Information supplied =>
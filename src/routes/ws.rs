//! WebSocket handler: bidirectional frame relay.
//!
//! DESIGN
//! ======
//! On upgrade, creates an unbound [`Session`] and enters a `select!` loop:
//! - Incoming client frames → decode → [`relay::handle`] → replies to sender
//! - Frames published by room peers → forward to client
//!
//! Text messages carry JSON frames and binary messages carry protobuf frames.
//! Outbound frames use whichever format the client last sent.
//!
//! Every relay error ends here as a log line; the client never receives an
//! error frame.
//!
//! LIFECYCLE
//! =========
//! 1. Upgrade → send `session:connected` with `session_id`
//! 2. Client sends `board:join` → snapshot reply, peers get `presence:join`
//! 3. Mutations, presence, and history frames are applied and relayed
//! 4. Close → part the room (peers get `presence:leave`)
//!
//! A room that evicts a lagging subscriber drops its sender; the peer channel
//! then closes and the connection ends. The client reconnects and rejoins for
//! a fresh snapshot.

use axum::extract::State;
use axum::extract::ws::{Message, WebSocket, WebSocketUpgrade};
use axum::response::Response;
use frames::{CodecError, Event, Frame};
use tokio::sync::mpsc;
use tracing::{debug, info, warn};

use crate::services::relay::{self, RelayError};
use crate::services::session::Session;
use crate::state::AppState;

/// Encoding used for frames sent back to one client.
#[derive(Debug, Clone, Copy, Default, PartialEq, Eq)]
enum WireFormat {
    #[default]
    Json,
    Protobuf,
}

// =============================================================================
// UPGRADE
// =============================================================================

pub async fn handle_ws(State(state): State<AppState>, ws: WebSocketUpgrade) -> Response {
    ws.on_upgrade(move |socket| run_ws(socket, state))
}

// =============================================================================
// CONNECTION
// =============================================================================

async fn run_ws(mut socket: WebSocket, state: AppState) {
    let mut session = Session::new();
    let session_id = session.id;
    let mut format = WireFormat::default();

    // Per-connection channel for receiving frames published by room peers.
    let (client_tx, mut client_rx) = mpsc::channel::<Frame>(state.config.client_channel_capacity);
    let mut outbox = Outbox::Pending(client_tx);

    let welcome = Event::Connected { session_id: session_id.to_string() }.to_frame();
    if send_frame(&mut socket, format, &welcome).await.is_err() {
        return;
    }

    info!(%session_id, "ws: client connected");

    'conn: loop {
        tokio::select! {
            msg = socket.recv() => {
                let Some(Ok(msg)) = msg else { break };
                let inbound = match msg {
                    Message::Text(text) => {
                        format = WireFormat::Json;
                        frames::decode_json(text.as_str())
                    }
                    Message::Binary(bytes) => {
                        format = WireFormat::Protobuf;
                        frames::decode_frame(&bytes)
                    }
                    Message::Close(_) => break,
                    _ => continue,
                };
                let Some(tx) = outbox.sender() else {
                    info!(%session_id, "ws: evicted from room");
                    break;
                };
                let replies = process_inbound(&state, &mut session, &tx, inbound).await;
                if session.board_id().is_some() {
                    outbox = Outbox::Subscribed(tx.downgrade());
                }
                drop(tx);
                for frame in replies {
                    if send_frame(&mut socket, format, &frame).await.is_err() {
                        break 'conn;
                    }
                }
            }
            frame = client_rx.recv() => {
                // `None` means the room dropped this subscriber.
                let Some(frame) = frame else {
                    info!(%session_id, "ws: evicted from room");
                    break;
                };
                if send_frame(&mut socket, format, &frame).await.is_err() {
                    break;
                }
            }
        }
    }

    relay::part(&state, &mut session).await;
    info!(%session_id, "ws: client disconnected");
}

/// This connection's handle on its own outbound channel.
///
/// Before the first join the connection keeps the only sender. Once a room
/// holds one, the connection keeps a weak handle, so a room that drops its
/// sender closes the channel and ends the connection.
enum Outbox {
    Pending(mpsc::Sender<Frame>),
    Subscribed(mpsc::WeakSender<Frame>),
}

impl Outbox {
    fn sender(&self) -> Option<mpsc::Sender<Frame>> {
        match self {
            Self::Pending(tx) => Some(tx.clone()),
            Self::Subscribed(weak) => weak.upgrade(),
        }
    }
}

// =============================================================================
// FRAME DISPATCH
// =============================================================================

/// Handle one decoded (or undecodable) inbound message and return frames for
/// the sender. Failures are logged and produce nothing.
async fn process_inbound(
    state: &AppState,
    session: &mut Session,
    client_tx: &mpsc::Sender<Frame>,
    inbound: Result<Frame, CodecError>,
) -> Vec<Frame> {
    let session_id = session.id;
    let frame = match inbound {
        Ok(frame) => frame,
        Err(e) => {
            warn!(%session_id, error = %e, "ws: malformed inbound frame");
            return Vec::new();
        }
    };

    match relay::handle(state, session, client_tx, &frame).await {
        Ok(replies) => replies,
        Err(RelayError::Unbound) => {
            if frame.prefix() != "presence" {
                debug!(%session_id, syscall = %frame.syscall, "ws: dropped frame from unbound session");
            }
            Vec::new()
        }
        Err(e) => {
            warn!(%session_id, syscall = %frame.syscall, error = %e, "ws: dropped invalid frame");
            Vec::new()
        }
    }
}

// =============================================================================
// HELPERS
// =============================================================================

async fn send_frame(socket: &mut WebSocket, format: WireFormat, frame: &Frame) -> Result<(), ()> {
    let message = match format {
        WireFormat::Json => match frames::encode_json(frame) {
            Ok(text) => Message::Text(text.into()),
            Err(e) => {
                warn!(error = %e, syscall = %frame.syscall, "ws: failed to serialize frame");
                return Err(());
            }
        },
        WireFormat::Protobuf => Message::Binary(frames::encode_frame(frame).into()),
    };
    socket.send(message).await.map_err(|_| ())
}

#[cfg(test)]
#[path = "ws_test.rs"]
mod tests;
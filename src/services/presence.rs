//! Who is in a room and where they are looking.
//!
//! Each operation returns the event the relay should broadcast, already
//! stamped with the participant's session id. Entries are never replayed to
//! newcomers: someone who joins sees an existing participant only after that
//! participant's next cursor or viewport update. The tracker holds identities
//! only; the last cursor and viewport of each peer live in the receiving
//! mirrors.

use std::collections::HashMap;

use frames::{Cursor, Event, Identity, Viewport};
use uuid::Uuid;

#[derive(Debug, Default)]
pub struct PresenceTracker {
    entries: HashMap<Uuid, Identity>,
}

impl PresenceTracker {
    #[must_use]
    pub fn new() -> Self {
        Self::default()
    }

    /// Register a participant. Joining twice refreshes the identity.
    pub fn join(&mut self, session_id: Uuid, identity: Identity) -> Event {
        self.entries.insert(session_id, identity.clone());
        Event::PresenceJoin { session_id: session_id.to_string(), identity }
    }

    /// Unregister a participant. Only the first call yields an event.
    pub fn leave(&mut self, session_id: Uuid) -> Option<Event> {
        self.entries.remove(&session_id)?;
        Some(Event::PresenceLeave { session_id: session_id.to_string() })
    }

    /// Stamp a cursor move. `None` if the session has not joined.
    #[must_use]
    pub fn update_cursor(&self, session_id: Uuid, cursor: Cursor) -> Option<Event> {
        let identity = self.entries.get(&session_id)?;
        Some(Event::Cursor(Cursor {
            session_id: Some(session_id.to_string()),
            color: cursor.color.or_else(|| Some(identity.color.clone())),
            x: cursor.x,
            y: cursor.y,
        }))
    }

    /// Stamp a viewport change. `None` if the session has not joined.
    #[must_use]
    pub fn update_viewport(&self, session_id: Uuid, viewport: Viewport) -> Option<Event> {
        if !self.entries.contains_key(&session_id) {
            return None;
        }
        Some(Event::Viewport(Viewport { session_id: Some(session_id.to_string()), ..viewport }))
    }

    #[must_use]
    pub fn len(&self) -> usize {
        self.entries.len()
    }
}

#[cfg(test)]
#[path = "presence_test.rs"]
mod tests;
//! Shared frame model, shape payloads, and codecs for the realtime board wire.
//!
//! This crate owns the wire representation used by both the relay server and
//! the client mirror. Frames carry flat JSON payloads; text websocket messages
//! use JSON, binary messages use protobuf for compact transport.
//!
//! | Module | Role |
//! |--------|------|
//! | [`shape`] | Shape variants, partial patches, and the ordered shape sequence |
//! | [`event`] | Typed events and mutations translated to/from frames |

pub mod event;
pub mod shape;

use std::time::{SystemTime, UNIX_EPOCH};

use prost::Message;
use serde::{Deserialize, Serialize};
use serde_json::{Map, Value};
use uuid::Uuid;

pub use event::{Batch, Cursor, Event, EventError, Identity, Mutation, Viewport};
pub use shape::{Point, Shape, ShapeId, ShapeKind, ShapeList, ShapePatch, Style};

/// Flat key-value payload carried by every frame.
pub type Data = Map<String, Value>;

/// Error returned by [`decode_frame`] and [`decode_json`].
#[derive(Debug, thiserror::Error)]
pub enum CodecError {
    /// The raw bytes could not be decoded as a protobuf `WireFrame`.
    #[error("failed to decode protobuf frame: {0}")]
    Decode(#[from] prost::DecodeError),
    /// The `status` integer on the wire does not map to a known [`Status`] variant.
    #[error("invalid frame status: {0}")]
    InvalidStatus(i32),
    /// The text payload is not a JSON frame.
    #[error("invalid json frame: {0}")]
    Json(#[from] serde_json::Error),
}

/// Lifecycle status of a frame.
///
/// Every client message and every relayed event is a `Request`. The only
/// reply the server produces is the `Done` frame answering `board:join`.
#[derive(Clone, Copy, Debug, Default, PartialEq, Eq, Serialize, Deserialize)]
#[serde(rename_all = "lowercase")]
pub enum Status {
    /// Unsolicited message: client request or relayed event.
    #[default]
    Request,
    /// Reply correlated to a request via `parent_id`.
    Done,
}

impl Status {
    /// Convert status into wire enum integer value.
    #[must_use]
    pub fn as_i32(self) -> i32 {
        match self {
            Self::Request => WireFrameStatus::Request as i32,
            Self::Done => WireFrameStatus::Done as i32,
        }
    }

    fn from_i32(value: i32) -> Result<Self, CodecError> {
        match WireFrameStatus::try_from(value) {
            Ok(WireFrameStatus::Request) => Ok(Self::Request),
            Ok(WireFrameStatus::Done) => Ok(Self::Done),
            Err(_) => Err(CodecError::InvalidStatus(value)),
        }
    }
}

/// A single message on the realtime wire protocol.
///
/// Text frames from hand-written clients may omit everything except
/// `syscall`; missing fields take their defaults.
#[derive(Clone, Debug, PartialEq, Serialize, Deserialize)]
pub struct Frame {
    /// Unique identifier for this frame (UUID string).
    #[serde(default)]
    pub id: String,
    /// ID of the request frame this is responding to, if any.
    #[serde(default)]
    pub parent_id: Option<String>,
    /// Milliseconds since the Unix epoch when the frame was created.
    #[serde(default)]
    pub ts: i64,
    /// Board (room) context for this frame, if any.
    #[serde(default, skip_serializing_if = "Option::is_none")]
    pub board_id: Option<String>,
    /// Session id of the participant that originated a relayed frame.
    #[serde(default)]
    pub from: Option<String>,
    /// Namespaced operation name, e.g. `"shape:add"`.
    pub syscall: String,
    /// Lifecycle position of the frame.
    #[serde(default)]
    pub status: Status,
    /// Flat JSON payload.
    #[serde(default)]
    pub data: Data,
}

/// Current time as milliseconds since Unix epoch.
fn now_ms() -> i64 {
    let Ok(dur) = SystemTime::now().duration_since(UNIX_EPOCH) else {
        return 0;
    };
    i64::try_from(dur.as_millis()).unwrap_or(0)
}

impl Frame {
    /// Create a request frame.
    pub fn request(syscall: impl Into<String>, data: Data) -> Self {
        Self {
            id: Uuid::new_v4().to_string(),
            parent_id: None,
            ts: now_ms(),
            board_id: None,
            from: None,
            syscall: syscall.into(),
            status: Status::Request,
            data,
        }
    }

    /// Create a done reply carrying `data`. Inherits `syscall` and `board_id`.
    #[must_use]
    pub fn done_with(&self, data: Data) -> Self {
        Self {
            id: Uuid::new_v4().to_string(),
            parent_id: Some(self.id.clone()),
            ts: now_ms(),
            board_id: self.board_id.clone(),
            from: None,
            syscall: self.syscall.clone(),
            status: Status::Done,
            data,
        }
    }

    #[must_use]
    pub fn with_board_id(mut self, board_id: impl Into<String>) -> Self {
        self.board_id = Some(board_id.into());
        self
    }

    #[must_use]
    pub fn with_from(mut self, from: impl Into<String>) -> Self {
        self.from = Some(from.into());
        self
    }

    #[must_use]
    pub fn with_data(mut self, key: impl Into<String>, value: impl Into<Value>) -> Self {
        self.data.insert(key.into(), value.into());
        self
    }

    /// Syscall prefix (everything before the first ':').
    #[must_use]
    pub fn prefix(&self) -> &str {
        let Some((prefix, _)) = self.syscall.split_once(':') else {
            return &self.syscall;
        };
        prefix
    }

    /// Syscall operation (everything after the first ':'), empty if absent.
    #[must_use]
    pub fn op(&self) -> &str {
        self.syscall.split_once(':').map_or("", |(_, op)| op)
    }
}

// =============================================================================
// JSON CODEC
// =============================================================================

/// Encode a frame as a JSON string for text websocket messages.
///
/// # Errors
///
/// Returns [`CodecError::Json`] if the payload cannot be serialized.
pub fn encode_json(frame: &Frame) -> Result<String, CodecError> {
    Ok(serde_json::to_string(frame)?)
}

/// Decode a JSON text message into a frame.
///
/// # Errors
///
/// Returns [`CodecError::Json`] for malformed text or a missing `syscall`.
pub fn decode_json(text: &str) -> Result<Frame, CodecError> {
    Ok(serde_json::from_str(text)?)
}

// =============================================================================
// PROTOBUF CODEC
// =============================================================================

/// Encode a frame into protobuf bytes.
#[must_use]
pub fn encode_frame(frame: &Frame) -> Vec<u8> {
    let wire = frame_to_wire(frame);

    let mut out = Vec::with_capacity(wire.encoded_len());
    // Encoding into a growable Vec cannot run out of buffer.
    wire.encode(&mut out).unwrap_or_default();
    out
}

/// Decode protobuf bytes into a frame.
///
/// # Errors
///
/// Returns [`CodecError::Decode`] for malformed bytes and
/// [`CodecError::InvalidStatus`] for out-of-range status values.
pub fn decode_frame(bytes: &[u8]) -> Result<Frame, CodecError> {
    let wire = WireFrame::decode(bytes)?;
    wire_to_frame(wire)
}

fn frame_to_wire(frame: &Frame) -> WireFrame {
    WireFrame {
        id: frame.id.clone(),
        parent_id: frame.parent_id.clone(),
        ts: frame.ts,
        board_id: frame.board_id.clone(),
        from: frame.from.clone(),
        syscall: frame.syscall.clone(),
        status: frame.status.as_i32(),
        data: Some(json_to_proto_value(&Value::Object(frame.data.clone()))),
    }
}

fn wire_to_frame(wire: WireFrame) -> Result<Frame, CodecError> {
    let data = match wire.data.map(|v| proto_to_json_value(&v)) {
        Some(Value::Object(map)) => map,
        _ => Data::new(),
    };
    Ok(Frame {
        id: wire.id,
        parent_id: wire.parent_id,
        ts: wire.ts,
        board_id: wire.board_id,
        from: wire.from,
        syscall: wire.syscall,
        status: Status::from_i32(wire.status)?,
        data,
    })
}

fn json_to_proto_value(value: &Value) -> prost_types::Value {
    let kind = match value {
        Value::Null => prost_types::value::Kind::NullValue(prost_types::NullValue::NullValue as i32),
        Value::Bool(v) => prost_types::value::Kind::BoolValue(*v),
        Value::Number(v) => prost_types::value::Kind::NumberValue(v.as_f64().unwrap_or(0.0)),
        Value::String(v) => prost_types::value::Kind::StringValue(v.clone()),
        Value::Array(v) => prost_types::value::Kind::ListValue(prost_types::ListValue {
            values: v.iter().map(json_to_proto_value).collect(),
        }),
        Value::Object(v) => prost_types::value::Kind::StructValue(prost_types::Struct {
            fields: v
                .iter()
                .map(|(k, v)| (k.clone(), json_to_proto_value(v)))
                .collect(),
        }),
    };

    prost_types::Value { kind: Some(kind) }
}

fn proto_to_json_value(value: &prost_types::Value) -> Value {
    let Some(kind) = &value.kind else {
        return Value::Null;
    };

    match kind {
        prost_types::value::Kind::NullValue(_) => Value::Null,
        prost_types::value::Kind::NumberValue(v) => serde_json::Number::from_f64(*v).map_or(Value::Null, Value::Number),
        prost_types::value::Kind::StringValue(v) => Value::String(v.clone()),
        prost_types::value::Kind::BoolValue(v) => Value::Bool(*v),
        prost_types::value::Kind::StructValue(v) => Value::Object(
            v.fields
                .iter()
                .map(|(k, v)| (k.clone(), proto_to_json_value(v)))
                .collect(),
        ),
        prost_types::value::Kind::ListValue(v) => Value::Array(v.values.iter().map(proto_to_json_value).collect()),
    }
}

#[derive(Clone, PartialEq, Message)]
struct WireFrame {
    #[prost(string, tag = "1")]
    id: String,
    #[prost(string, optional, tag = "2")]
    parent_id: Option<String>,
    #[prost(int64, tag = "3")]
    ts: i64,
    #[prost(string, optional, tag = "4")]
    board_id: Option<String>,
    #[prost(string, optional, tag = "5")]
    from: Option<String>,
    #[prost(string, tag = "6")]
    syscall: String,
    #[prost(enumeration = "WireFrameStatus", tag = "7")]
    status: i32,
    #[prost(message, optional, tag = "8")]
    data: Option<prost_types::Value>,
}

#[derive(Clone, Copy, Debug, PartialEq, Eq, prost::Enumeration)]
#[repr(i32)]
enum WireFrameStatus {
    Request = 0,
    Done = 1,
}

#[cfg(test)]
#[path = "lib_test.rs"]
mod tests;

What the task requires =>
Say how many lines in the data hold the string "WireFormat", and write nothing else.

Written response =>
7